The main turnaround in Havre was a blizzard March 19, which dropped a foot or more of snow and knocked out power, for as long as two days or more for some north-central Montana residents.
March 18, Havre reported a shortage from the average value of precipitation for that date as. 23 inches for the month,. 29 inches for the calendar year and. 9 inches for the water year that starts Oct. 1.
By March 25, the National Weather Service reported a surplus of moisture of 1.49 inches for the month at Havre, 1.43 inches for the calendar year and. 82 inches for the water year.
As of this morning, Havre showed a. 11-inch shortfall for the month with. 5 inches recorded, but 1.2 inches above normal for the year at 2.96 inches and. 59 inches above normal for the water year.
Talana Klungland, district conservationist for the U. S. Department of Agriculture’s Natural Resource Conservation Service in Havre, said things have started turning around.
In the Bear Paw Mountains, she said, 6 inches to 7 inches have fallen since September.
“The majority of it came in February and March, ” she added.

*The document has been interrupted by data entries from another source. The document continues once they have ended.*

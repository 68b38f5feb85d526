use sqlx::types::Json;
use sqlx::{PgPool, Postgres, QueryBuilder};
use uuid::Uuid;

use crate::database::manager::{DatabaseError, DatabaseManager};
use crate::database::models::{Business, BusinessField, BusinessStatus, SocialMedia};

const BUSINESS_COLUMNS: &str = "id, user_id, business_name, description, started_at, business_field, \
     income_records, funders, is_public, business_logo, city, country, website, phone_number, \
     social_media, tags, status, version, created_at, updated_at";

/// Validated fields for a new business profile.
#[derive(Debug)]
pub struct NewBusiness {
    pub user_id: Uuid,
    pub business_name: String,
    pub description: String,
    pub started_at: i32,
    pub business_field: BusinessField,
    pub is_public: bool,
    pub business_logo: Option<String>,
    pub city: Option<String>,
    pub country: Option<String>,
    pub website: Option<String>,
    pub phone_number: Option<String>,
    pub social_media: SocialMedia,
    pub tags: Vec<String>,
    pub status: BusinessStatus,
}

/// Filters for the public listing. All optional, combined with AND.
#[derive(Debug, Default)]
pub struct PublicFilter {
    pub field: Option<BusinessField>,
    pub city: Option<String>,
    pub status: Option<BusinessStatus>,
}

/// Store-level access to business profiles.
///
/// A business is one row; the income and funder collections live in JSONB
/// columns so every mutation is a single-row atomic write.
pub struct BusinessStore {
    pool: PgPool,
}

impl BusinessStore {
    pub async fn new() -> Result<Self, DatabaseError> {
        Ok(Self { pool: DatabaseManager::pool().await? })
    }

    pub fn with_pool(pool: PgPool) -> Self {
        Self { pool }
    }

    pub async fn create(&self, new: NewBusiness) -> Result<Business, DatabaseError> {
        let sql = format!(
            "INSERT INTO businesses (
                user_id, business_name, description, started_at, business_field,
                is_public, business_logo, city, country, website, phone_number,
                social_media, tags, status
             )
             VALUES ($1, $2, $3, $4, $5, $6, $7, $8, $9, $10, $11, $12, $13, $14)
             RETURNING {BUSINESS_COLUMNS}"
        );

        let business = sqlx::query_as::<_, Business>(&sql)
            .bind(new.user_id)
            .bind(&new.business_name)
            .bind(&new.description)
            .bind(new.started_at)
            .bind(new.business_field.as_str())
            .bind(new.is_public)
            .bind(&new.business_logo)
            .bind(&new.city)
            .bind(&new.country)
            .bind(&new.website)
            .bind(&new.phone_number)
            .bind(Json(&new.social_media))
            .bind(&new.tags)
            .bind(new.status.as_str())
            .fetch_one(&self.pool)
            .await?;

        Ok(business)
    }

    pub async fn find_by_id(&self, id: Uuid) -> Result<Option<Business>, DatabaseError> {
        let sql = format!("SELECT {BUSINESS_COLUMNS} FROM businesses WHERE id = $1");

        let business = sqlx::query_as::<_, Business>(&sql).bind(id).fetch_optional(&self.pool).await?;
        Ok(business)
    }

    pub async fn find_by_user(&self, user_id: Uuid) -> Result<Option<Business>, DatabaseError> {
        let sql = format!("SELECT {BUSINESS_COLUMNS} FROM businesses WHERE user_id = $1");

        let business = sqlx::query_as::<_, Business>(&sql).bind(user_id).fetch_optional(&self.pool).await?;
        Ok(business)
    }

    /// Single enforcement point for the one-business-per-user rule.
    pub async fn exists_for_user(&self, user_id: Uuid) -> Result<bool, DatabaseError> {
        let count: (i64,) = sqlx::query_as("SELECT COUNT(*) FROM businesses WHERE user_id = $1")
            .bind(user_id)
            .fetch_one(&self.pool)
            .await?;
        Ok(count.0 > 0)
    }

    /// Persist the mutable profile fields of an already-loaded business.
    /// Callers apply the update allow-list onto the struct first.
    pub async fn save_profile(&self, business: &Business) -> Result<Business, DatabaseError> {
        let sql = format!(
            "UPDATE businesses SET
                business_name = $2,
                description = $3,
                started_at = $4,
                business_field = $5,
                is_public = $6,
                business_logo = $7,
                city = $8,
                country = $9,
                website = $10,
                phone_number = $11,
                social_media = $12,
                tags = $13,
                status = $14,
                updated_at = NOW()
             WHERE id = $1
             RETURNING {BUSINESS_COLUMNS}"
        );

        let updated = sqlx::query_as::<_, Business>(&sql)
            .bind(business.id)
            .bind(&business.business_name)
            .bind(&business.description)
            .bind(business.started_at)
            .bind(business.business_field.as_str())
            .bind(business.is_public)
            .bind(&business.business_logo)
            .bind(&business.city)
            .bind(&business.country)
            .bind(&business.website)
            .bind(&business.phone_number)
            .bind(Json(&business.social_media.0))
            .bind(&business.tags)
            .bind(business.status.as_str())
            .fetch_optional(&self.pool)
            .await?
            .ok_or_else(|| DatabaseError::NotFound("Business profile not found".to_string()))?;

        Ok(updated)
    }

    /// Persist the income/funder collections, guarded by the version
    /// counter. Returns `None` when the row moved underneath us (another
    /// request wrote first); the caller surfaces that as a conflict
    /// rather than losing the earlier write.
    pub async fn save_collections(&self, business: &Business) -> Result<Option<Business>, DatabaseError> {
        let sql = format!(
            "UPDATE businesses SET
                income_records = $3,
                funders = $4,
                version = version + 1,
                updated_at = NOW()
             WHERE id = $1 AND version = $2
             RETURNING {BUSINESS_COLUMNS}"
        );

        let updated = sqlx::query_as::<_, Business>(&sql)
            .bind(business.id)
            .bind(business.version)
            .bind(Json(&business.income_records.0))
            .bind(Json(&business.funders.0))
            .fetch_optional(&self.pool)
            .await?;

        Ok(updated)
    }

    pub async fn delete(&self, id: Uuid) -> Result<(), DatabaseError> {
        let result = sqlx::query("DELETE FROM businesses WHERE id = $1").bind(id).execute(&self.pool).await?;

        if result.rows_affected() == 0 {
            return Err(DatabaseError::NotFound("Business profile not found".to_string()));
        }
        Ok(())
    }

    /// Public profiles matching the filter, newest first, with offset
    /// pagination.
    pub async fn list_public(&self, filter: &PublicFilter, skip: i64, limit: i64) -> Result<Vec<Business>, DatabaseError> {
        let mut builder = self.public_query_base("SELECT ");
        builder.push(BUSINESS_COLUMNS);
        Self::push_public_conditions(&mut builder, filter);
        builder.push(" ORDER BY created_at DESC");
        builder.push(" OFFSET ").push_bind(skip);
        builder.push(" LIMIT ").push_bind(limit);

        let businesses = builder.build_query_as::<Business>().fetch_all(&self.pool).await?;
        Ok(businesses)
    }

    /// Full matching count for the same filter, independent of paging.
    pub async fn count_public(&self, filter: &PublicFilter) -> Result<i64, DatabaseError> {
        let mut builder = self.public_query_base("SELECT COUNT(*)");
        Self::push_public_conditions(&mut builder, filter);

        let count: (i64,) = builder.build_query_as().fetch_one(&self.pool).await?;
        Ok(count.0)
    }

    fn public_query_base(&self, select: &str) -> QueryBuilder<'static, Postgres> {
        QueryBuilder::new(select.to_string())
    }

    fn push_public_conditions(builder: &mut QueryBuilder<'static, Postgres>, filter: &PublicFilter) {
        builder.push(" FROM businesses WHERE is_public = TRUE");
        if let Some(field) = filter.field {
            builder.push(" AND business_field = ").push_bind(field.as_str());
        }
        if let Some(city) = &filter.city {
            // Case-insensitive substring match on city
            builder.push(" AND city ILIKE ").push_bind(format!("%{}%", city));
        }
        if let Some(status) = filter.status {
            builder.push(" AND status = ").push_bind(status.as_str());
        }
    }

    /// Platform overview: counts over public profiles only.
    pub async fn public_stats(&self) -> Result<(i64, i64, Vec<(String, i64)>), DatabaseError> {
        let total: (i64,) = sqlx::query_as("SELECT COUNT(*) FROM businesses WHERE is_public = TRUE")
            .fetch_one(&self.pool)
            .await?;

        let active: (i64,) = sqlx::query_as("SELECT COUNT(*) FROM businesses WHERE is_public = TRUE AND status = 'Active'")
            .fetch_one(&self.pool)
            .await?;

        let by_field: Vec<(String, i64)> = sqlx::query_as(
            "SELECT business_field, COUNT(*) FROM businesses
             WHERE is_public = TRUE
             GROUP BY business_field
             ORDER BY COUNT(*) DESC",
        )
        .fetch_all(&self.pool)
        .await?;

        Ok((total.0, active.0, by_field))
    }
}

Hill County Extension Agent Joe Broesder said more moisture is needed. Soil he has tested from Havre north to Canada has shown 12 inches to 14 inches of moisture, but the soil is dry below that.
“I don’t know that we’ve gotten the widespread moisture we need to keep things going …, ” he said. “I think we are still needing some rain, definitely. ”
Johnson said the same, but that the conditions have created a good opportunity for planting spring grains, which is well under way in his area.
He said that, in the Kremlin area, the winter wheat seems to have survived being exposed through the winter fairly well, although he has heard of other areas in the county where the crops suffered more, including from being uncovered during high winds.
He said he has completed planting his spring wheat, while other farmers in his area are about half-done and others have not yet started. It is a turnaround from last year, when heavy snowcover kept many farmers out of the fields until late, and prevented some from planting at all.
“Last year at this time most people hadn’t even started, so we’re well ahead of last year, by all means, ” Johnson said.
With just the top part of the soil having good moisture, how the crops turn out will depend on the weather over the next few months.
“We’re going to need timely rains from here on out, and with this warm weather we’ve had the last few days we’re going to need moisture before very long, because it just starts to deplete the top, ” he said.